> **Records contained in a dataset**
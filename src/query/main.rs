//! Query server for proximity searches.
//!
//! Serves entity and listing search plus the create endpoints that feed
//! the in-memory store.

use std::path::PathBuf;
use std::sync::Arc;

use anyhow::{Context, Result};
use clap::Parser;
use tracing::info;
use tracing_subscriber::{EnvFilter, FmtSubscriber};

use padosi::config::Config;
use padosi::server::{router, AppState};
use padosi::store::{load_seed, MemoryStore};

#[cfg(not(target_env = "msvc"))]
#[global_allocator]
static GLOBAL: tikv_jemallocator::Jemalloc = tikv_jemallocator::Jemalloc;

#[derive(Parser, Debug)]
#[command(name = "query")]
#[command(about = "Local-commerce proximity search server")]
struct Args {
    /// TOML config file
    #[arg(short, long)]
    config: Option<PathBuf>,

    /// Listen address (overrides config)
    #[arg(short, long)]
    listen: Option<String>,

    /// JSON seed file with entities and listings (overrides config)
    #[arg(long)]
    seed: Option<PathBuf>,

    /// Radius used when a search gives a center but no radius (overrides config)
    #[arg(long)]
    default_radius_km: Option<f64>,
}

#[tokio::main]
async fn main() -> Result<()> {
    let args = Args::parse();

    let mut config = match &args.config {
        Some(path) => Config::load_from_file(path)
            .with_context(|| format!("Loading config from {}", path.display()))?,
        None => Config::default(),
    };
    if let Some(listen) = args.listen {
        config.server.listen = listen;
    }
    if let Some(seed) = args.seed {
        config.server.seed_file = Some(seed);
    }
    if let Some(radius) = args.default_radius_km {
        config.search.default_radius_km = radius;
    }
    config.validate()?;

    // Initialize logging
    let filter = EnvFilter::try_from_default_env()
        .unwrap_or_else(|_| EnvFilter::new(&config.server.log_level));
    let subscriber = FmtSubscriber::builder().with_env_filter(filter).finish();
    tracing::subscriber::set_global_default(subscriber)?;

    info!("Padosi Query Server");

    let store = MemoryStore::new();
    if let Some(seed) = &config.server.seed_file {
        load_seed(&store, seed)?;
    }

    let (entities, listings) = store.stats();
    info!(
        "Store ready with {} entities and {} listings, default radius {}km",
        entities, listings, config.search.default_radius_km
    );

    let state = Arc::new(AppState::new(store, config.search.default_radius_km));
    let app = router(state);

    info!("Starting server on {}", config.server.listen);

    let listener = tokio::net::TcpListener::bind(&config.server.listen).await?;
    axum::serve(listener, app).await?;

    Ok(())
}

---

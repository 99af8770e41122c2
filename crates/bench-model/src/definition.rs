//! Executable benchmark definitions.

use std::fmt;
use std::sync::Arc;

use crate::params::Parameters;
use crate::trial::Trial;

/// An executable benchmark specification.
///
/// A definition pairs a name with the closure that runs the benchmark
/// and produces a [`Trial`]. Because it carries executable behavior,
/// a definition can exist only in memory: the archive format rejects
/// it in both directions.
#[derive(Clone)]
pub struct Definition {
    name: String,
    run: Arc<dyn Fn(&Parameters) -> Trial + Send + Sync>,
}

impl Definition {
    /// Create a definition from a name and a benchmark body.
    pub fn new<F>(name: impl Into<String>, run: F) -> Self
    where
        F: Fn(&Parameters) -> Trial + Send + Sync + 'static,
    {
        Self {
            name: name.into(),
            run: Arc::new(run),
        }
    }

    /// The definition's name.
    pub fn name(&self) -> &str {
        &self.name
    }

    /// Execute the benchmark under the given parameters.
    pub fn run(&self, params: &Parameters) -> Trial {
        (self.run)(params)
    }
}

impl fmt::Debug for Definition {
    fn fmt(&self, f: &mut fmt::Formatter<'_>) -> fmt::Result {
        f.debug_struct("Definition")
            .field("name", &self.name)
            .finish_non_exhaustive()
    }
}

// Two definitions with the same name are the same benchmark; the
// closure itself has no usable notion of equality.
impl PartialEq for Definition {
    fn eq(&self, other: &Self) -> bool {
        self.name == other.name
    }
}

> **TASK STATEMENT**
Using the data above, count the lines that hold the string "definitions". Report the number and nothing else.

> **RESULT OF THE TASK**
2